Die Lernlücken belasten im Brennpunkt doppelt
Die Brennpunktschulen leiden wegen der Corona-Folgen doppelt unter Abwanderung und Personalmangel. Denn ihre Elternschaft ist weniger bereit oder in der Lage, die Lernlücken durch eigenes Engagement oder durch Nachhilfe zu kompensieren. Daher sind diese Schulen besonders auf Hilfe aus dem neuen Bundes- und Landesprogramm „Stark trotz Corona“ angewiesen.
In den Schulen wächst jedoch die Sorge, dass das Programm durch zu viel Bürokratie und Vorschriften an Wirkung und Tempo verliert. Dazu liegt dem Tagesspiegel ein Schreiben von Reinickendorfer Grund- und Förderschulen vor.
„Leider stellen wir fest, dass zwar der Titel den guten Willen und die beste Absicht signalisiert, die Umsetzung jedoch einmal mehr einer für uns nicht nachvollziehbaren Bürokratie zum Opfer zu fallen droht“, mahnen die Schulleitungen Senatorin Scheeres. Es gehe nicht an, dass „übergeordnete Trägervereine“ mit der Abwicklung betraut würden, die sich in den Schulen nicht auskennen.

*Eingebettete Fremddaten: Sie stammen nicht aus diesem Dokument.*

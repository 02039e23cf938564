//! Challenge status evaluation
//!
//! Statuses are never stored: they are derived on demand from the challenge
//! record and the clock. Timeouts therefore need no timers; a lapsed deadline
//! materializes the next time anyone queries or acts.

use serde::{Deserialize, Serialize};

use crate::challenge::{Challenge, Party};
use crate::segments;
use crate::types::{Timestamp, ZERO_HASH};

/// Derived state of a challenge at a given instant
#[derive(Clone, Copy, Debug, PartialEq, Eq, Serialize, Deserialize)]
pub enum ChallengeStatus {
    /// No live challenge
    None,
    /// Waiting on the asserter's bisection
    AsserterTurn,
    /// Waiting on the challenger's bisection
    ChallengerTurn,
    /// The asserter missed their bisection deadline; the challenger may prove
    AsserterTimeout,
    /// The challenger missed their deadline (or failed to exploit the
    /// asserter's lapse); the slot can be closed and reopened
    ChallengerTimeout,
    /// Bisection has collapsed to a single block; waiting on the proof
    ReadyToProve,
    /// A fault proof was accepted; waiting on council approval
    Proven,
    /// The council approved the replacement output; terminal
    Approved,
}

/// Evaluates a challenge's status at `now`.
///
/// `lengths` is the segments-lengths vector and `proving_timeout` the grace
/// window the challenger gets to exploit an asserter lapse. Deadlines use
/// strict comparison: a challenge is not timed out at exactly `timeout_at`.
pub fn evaluate(
    challenge: &Challenge,
    lengths: &[u32],
    proving_timeout: u64,
    now: Timestamp,
) -> ChallengeStatus {
    if challenge.approved {
        return ChallengeStatus::Approved;
    }
    if challenge.turn < 1 {
        return ChallengeStatus::None;
    }
    if challenge.output_root != ZERO_HASH {
        return ChallengeStatus::Proven;
    }

    let challenger_is_next = challenge.next_party() == Party::Challenger;
    if now > challenge.timeout_at {
        if challenger_is_next {
            return ChallengeStatus::ChallengerTimeout;
        }
        // The asserter lapsed; the challenger gets the proving window to
        // exploit it before forfeiting in turn.
        if now > challenge.timeout_at + proving_timeout {
            return ChallengeStatus::ChallengerTimeout;
        }
        return ChallengeStatus::AsserterTimeout;
    }

    if !segments::is_able_to_bisect(lengths, challenge.turn, challenge.seg_size) {
        return ChallengeStatus::ReadyToProve;
    }

    if challenger_is_next {
        ChallengeStatus::ChallengerTurn
    } else {
        ChallengeStatus::AsserterTurn
    }
}

/// The only party permitted to act at `status`, if any.
///
/// `ChallengerTimeout` maps to the asserter because closing the slot is their
/// move, though the coordinator accepts any caller there since the transition
/// is forced.
pub fn expected_party(status: ChallengeStatus) -> Option<Party> {
    match status {
        ChallengeStatus::ChallengerTurn
        | ChallengeStatus::ReadyToProve
        | ChallengeStatus::AsserterTimeout => Some(Party::Challenger),
        ChallengeStatus::AsserterTurn | ChallengeStatus::ChallengerTimeout => {
            Some(Party::Asserter)
        }
        _ => None,
    }
}

/// Whether a status counts as occupying its output-index slot. A
/// `ChallengerTimeout` slot is reusable; an `Approved` one is not.
pub fn is_in_progress(status: ChallengeStatus) -> bool {
    !matches!(
        status,
        ChallengeStatus::None | ChallengeStatus::ChallengerTimeout
    )
}

#[cfg(test)]
mod tests {
    use super::*;

    const LENGTHS: [u32; 4] = [2, 2, 3, 4];
    const PROVING_TIMEOUT: u64 = 480;

    fn open_challenge(turn: u32, seg_size: u64, timeout_at: u64) -> Challenge {
        let mut c = Challenge::opened(
            [1u8; 20],
            [2u8; 20],
            vec![[0u8; 32]; 2],
            12,
            seg_size,
            timeout_at,
        );
        c.turn = turn;
        c
    }

    fn status_at(c: &Challenge, now: u64) -> ChallengeStatus {
        evaluate(c, &LENGTHS, PROVING_TIMEOUT, now)
    }

    #[test]
    fn test_absent_and_terminal_precedence() {
        let mut c = open_challenge(1, 6, 100);
        c.turn = 0;
        assert_eq!(status_at(&c, 0), ChallengeStatus::None);

        let mut c = open_challenge(1, 6, 100);
        c.output_root = [9u8; 32];
        // Proven wins over turn/timeout evaluation.
        assert_eq!(status_at(&c, 10_000), ChallengeStatus::Proven);

        c.approved = true;
        assert_eq!(status_at(&c, 10_000), ChallengeStatus::Approved);
    }

    #[test]
    fn test_turn_statuses() {
        // Turn 1: asserter is next.
        let c = open_challenge(1, 6, 100);
        assert_eq!(status_at(&c, 50), ChallengeStatus::AsserterTurn);
        // Turn 2: challenger is next.
        let c = open_challenge(2, 6, 100);
        assert_eq!(status_at(&c, 50), ChallengeStatus::ChallengerTurn);
    }

    #[test]
    fn test_collapse_is_ready_to_prove() {
        // Turn 4 with a 3-block span: next span would be one block.
        let c = open_challenge(4, 3, 100);
        assert_eq!(status_at(&c, 50), ChallengeStatus::ReadyToProve);
    }

    #[test]
    fn test_deadline_is_strict() {
        let c = open_challenge(1, 6, 100);
        assert_eq!(status_at(&c, 100), ChallengeStatus::AsserterTurn);
        assert_eq!(status_at(&c, 101), ChallengeStatus::AsserterTimeout);
    }

    #[test]
    fn test_challenger_timeout_when_next() {
        let c = open_challenge(2, 6, 100);
        assert_eq!(status_at(&c, 101), ChallengeStatus::ChallengerTimeout);
    }

    #[test]
    fn test_unexploited_asserter_timeout_flips() {
        let c = open_challenge(1, 6, 100);
        // Exactly at the end of the proving window: still the challenger's
        // opportunity.
        assert_eq!(
            status_at(&c, 100 + PROVING_TIMEOUT),
            ChallengeStatus::AsserterTimeout
        );
        assert_eq!(
            status_at(&c, 100 + PROVING_TIMEOUT + 1),
            ChallengeStatus::ChallengerTimeout
        );
    }

    #[test]
    fn test_ready_to_prove_times_out() {
        let c = open_challenge(4, 3, 100);
        assert_eq!(status_at(&c, 101), ChallengeStatus::ChallengerTimeout);
    }

    #[test]
    fn test_expected_party() {
        assert_eq!(
            expected_party(ChallengeStatus::ChallengerTurn),
            Some(Party::Challenger)
        );
        assert_eq!(
            expected_party(ChallengeStatus::ReadyToProve),
            Some(Party::Challenger)
        );
        assert_eq!(
            expected_party(ChallengeStatus::AsserterTimeout),
            Some(Party::Challenger)
        );
        assert_eq!(
            expected_party(ChallengeStatus::AsserterTurn),
            Some(Party::Asserter)
        );
        assert_eq!(
            expected_party(ChallengeStatus::ChallengerTimeout),
            Some(Party::Asserter)
        );
        assert_eq!(expected_party(ChallengeStatus::None), None);
        assert_eq!(expected_party(ChallengeStatus::Proven), None);
        assert_eq!(expected_party(ChallengeStatus::Approved), None);
    }

    #[test]
    fn test_in_progress() {
        assert!(!is_in_progress(ChallengeStatus::None));
        assert!(!is_in_progress(ChallengeStatus::ChallengerTimeout));
        assert!(is_in_progress(ChallengeStatus::AsserterTurn));
        assert!(is_in_progress(ChallengeStatus::Proven));
        assert!(is_in_progress(ChallengeStatus::Approved));
    }
}
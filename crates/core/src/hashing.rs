//! Keccak digests over protocol structures

use tiny_keccak::{Hasher, Keccak};

use crate::proof::{BlockHeaderRlps, OutputRootProof, PublicInput};
use crate::rlp;
use crate::types::Hash;

/// Compute keccak256 of a byte slice
pub fn keccak256(data: &[u8]) -> Hash {
    let mut hasher = Keccak::v256();
    hasher.update(data);
    let mut output = [0u8; 32];
    hasher.finalize(&mut output);
    output
}

/// Digest of an output-root preimage
pub fn hash_output_root_proof(proof: &OutputRootProof) -> Hash {
    let mut hasher = Keccak::v256();
    hasher.update(&proof.version);
    hasher.update(&proof.state_root);
    hasher.update(&proof.message_passer_storage_root);
    hasher.update(&proof.block_hash);
    hasher.update(&proof.next_block_hash);
    let mut output = [0u8; 32];
    hasher.finalize(&mut output);
    output
}

/// Reassembles the block header from the public-input fields plus the
/// pre-encoded slices and hashes it. The result must match the hash of the
/// block following the committed-valid boundary.
pub fn hash_block_header(public_input: &PublicInput, rlps: &BlockHeaderRlps) -> Hash {
    let mut payload = Vec::with_capacity(640);
    rlp::encode_hash(&mut payload, &public_input.parent_hash);
    payload.extend_from_slice(&rlps.uncle_hash);
    payload.extend_from_slice(&rlps.coinbase);
    rlp::encode_hash(&mut payload, &public_input.state_root);
    rlp::encode_hash(&mut payload, &public_input.transactions_root);
    payload.extend_from_slice(&rlps.receipts_root);
    payload.extend_from_slice(&rlps.logs_bloom);
    payload.extend_from_slice(&rlps.difficulty);
    rlp::encode_uint(&mut payload, public_input.number);
    rlp::encode_uint(&mut payload, public_input.gas_limit);
    payload.extend_from_slice(&rlps.gas_used);
    rlp::encode_uint(&mut payload, public_input.timestamp);
    payload.extend_from_slice(&rlps.extra_data);
    payload.extend_from_slice(&rlps.mix_hash);
    payload.extend_from_slice(&rlps.nonce);
    rlp::encode_uint(&mut payload, public_input.base_fee);
    rlp::encode_hash(&mut payload, &public_input.withdrawals_root);
    keccak256(&rlp::wrap_list(&payload))
}

/// Digest fed to the ZK verifier. Commits to the source state root, the
/// scalar header fields, and the transaction hashes padded with
/// `dummy_hashes`. The transactions root itself is deliberately left out of
/// the commitment.
pub fn hash_public_input(
    prev_state_root: &Hash,
    public_input: &PublicInput,
    dummy_hashes: &[Hash],
) -> Hash {
    let mut hasher = Keccak::v256();
    hasher.update(prev_state_root);
    hasher.update(&public_input.state_root);
    hasher.update(&public_input.withdrawals_root);
    hasher.update(&public_input.block_hash);
    hasher.update(&public_input.parent_hash);
    hasher.update(&public_input.number.to_be_bytes());
    hasher.update(&public_input.timestamp.to_be_bytes());
    hasher.update(&public_input.base_fee.to_be_bytes());
    hasher.update(&public_input.gas_limit.to_be_bytes());
    for tx_hash in &public_input.tx_hashes {
        hasher.update(tx_hash);
    }
    for dummy in dummy_hashes {
        hasher.update(dummy);
    }
    let mut output = [0u8; 32];
    hasher.finalize(&mut output);
    output
}

/// Padding hashes standing in for absent transactions
pub fn generate_dummy_hashes(dummy_hash: &Hash, n: usize) -> Vec<Hash> {
    vec![*dummy_hash; n]
}
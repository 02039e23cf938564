//! Coordinator error taxonomy
//!
//! Every variant rejects the operation without mutating state. Timeouts are
//! not errors; they surface as statuses.

use thiserror::Error;

use colosseum_core::segments::InvalidLengths;
use colosseum_core::{ChallengeStatus, OutputIndex};

/// Rejection of a coordinator operation
#[derive(Clone, Debug, PartialEq, Eq, Error)]
pub enum ChallengeError {
    #[error("output {0} is already finalized")]
    OutputFinalized(OutputIndex),
    #[error("invalid output index {index}: {reason}")]
    InvalidIndex {
        index: OutputIndex,
        reason: &'static str,
    },
    #[error("a challenge for output {0} is already active")]
    AlreadyActive(OutputIndex),
    #[error("bad segments: {0}")]
    BadSegments(&'static str),
    #[error("not the caller's turn (status {status:?})")]
    WrongTurn { status: ChallengeStatus },
    #[error("proof rejected: {0}")]
    ProofRejected(&'static str),
    #[error("public input digest was already verified")]
    Replay,
    #[error("caller is not the security council")]
    NotCouncil,
    #[error("challenge is not in the proven state")]
    NotProven,
}

/// Rejection of a coordinator configuration at construction
#[derive(Clone, Debug, PartialEq, Eq, Error)]
pub enum ConfigError {
    #[error(transparent)]
    Lengths(#[from] InvalidLengths),
    #[error("configured submission interval {configured} does not match the oracle's {oracle}")]
    IntervalMismatch { configured: u64, oracle: u64 },
}
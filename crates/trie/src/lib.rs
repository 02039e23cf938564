//! Keccak sparse Merkle trie
//!
//! A fixed-depth (256-level) binary trie keyed by 32-byte digests, used to
//! witness account inclusion under a state root. Keys map directly to paths,
//! so proofs are a fixed-length sibling run and verification needs no node
//! decoding.

mod node;
mod proof;
mod trie;

pub use node::{hash_leaf, hash_pair};
pub use proof::verify_inclusion;
pub use trie::SparseTrie;

/// Trie depth: one level per key bit
pub const DEPTH: usize = 256;
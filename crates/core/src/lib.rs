//! Core logic for the Colosseum fault-dispute protocol
//!
//! This crate contains the pure parts of the protocol that are shared between:
//! - The challenge coordinator
//! - Off-chain drivers (challenger/asserter agents, the simulator)

pub mod challenge;
pub mod hashing;
pub mod proof;
pub mod rlp;
pub mod segments;
pub mod status;
pub mod types;

pub use challenge::{Challenge, Party};
pub use proof::{BlockHeaderRlps, OutputRootProof, PublicInput, PublicInputProof};
pub use segments::InvalidLengths;
pub use status::ChallengeStatus;
pub use types::*;

/// Predeployed L2 account whose storage root is committed into every output
/// root (0x4200000000000000000000000000000000000003).
pub const L2_TO_L1_MESSAGE_PASSER: types::Address = [
    0x42, 0x00, 0x00, 0x00, 0x00, 0x00, 0x00, 0x00, 0x00, 0x00, 0x00, 0x00, 0x00, 0x00, 0x00,
    0x00, 0x00, 0x00, 0x00, 0x03,
];
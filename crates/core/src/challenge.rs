//! Per-challenge state record

use serde::{Deserialize, Serialize};

use crate::types::{Address, BlockNumber, Hash, Timestamp, ZERO_ADDRESS, ZERO_HASH};

/// The two sides of a dispute
#[derive(Clone, Copy, Debug, PartialEq, Eq, Serialize, Deserialize)]
pub enum Party {
    /// Validator that submitted the disputed output
    Asserter,
    /// Account that opened the dispute
    Challenger,
}

/// State of a single challenge, keyed by output index in the coordinator
#[derive(Clone, Debug, PartialEq, Eq, Serialize, Deserialize)]
pub struct Challenge {
    /// Validator that submitted the disputed output
    pub asserter: Address,
    /// Account that opened the dispute
    pub challenger: Address,
    /// Output-root waypoints submitted for the current turn
    pub segments: Vec<Hash>,
    /// L2 block number of the first segment (inclusive)
    pub seg_start: BlockNumber,
    /// Total L2-block span the segments cover
    pub seg_size: u64,
    /// 1-based turn counter; odd turns end with a challenger submission,
    /// even turns with an asserter submission. 0 encodes absence.
    pub turn: u32,
    /// Deadline for the actor whose move is next
    pub timeout_at: Timestamp,
    /// Replacement root once a proof succeeds; zero otherwise
    pub output_root: Hash,
    /// Set by the council approval step; permanent tombstone
    pub approved: bool,
}

impl Challenge {
    /// A freshly opened challenge at turn 1 (the challenger's opening
    /// submission).
    pub fn opened(
        asserter: Address,
        challenger: Address,
        segments: Vec<Hash>,
        seg_start: BlockNumber,
        seg_size: u64,
        timeout_at: Timestamp,
    ) -> Self {
        Self {
            asserter,
            challenger,
            segments,
            seg_start,
            seg_size,
            turn: 1,
            timeout_at,
            output_root: ZERO_HASH,
            approved: false,
        }
    }

    /// The record left behind after council approval. Keeps the replacement
    /// root for observers; everything else is cleared. The `approved` flag
    /// permanently blocks re-challenging the slot.
    pub fn tombstone(output_root: Hash) -> Self {
        Self {
            asserter: ZERO_ADDRESS,
            challenger: ZERO_ADDRESS,
            segments: Vec::new(),
            seg_start: 0,
            seg_size: 0,
            turn: 0,
            timeout_at: 0,
            output_root,
            approved: true,
        }
    }

    /// The party whose submission is expected next. The challenger moves on
    /// even turns.
    pub fn next_party(&self) -> Party {
        if self.turn % 2 == 0 {
            Party::Challenger
        } else {
            Party::Asserter
        }
    }

    /// Which side of this challenge `addr` is on, if any
    pub fn party_of(&self, addr: &Address) -> Option<Party> {
        if *addr == self.challenger {
            Some(Party::Challenger)
        } else if *addr == self.asserter {
            Some(Party::Asserter)
        } else {
            None
        }
    }

    /// Whether `addr` participates in this challenge
    pub fn is_related(&self, addr: &Address) -> bool {
        self.party_of(addr).is_some()
    }
}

Sorgen, dass sich die Probleme der Sommerschule wiederholen
Auch die Schulleiterverbände warnen davor, dass solche Fehler aus der Sommerschule wiederholt werden, „als Diplomphysiker vor Erstklässlern standen und wir den Unterricht abbrechen mussten“, wie ein Brennpunkt-Schulleiter berichtet.
„Es ist wichtig, dass wir unsere eigenen Träger beschäftigen können“, betont denn auch Astrid-Sabine Busse von der Interessenvertretung Berliner Schulleitungen (IBS). Ihr Verband bedauere im Übrigen, dass das Programm infolge der aufwendigen Organisation erst nach den Herbstferien werde greifen können. Eine ähnliche Einschätzung kommt von Sven Zimmerschied, dem Co-Vorsitzenden der Berliner Sekundarschulleitungen.
Ein Sprecher der Bildungsverwaltung sagte, dass bei derartigen Bundesprogrammen wegen des Vergaberechts bestimmte Regularien zu beachten seien. Es sei aber durchaus möglich, die Anbieter zu benennen, die man gern einsetzen möchte.
*NRW nennt die Quereinsteiger "Seiteneinsteiger". In Berlin sind Seiteneinsteiger und Seiteneinsteigerinnen hingegen Lehrkräfte, die mangels geeigneter Fächer nicht an der Quereinsteigerausbildung teilnehmen können. Die Kultusministerkonferenz hat sich nicht auf gemeinsame Begriffe geeinigt. Daher nennt Berlin die Seiteneinsteiger:innen neuerdings "sonstige Lehrkräfte".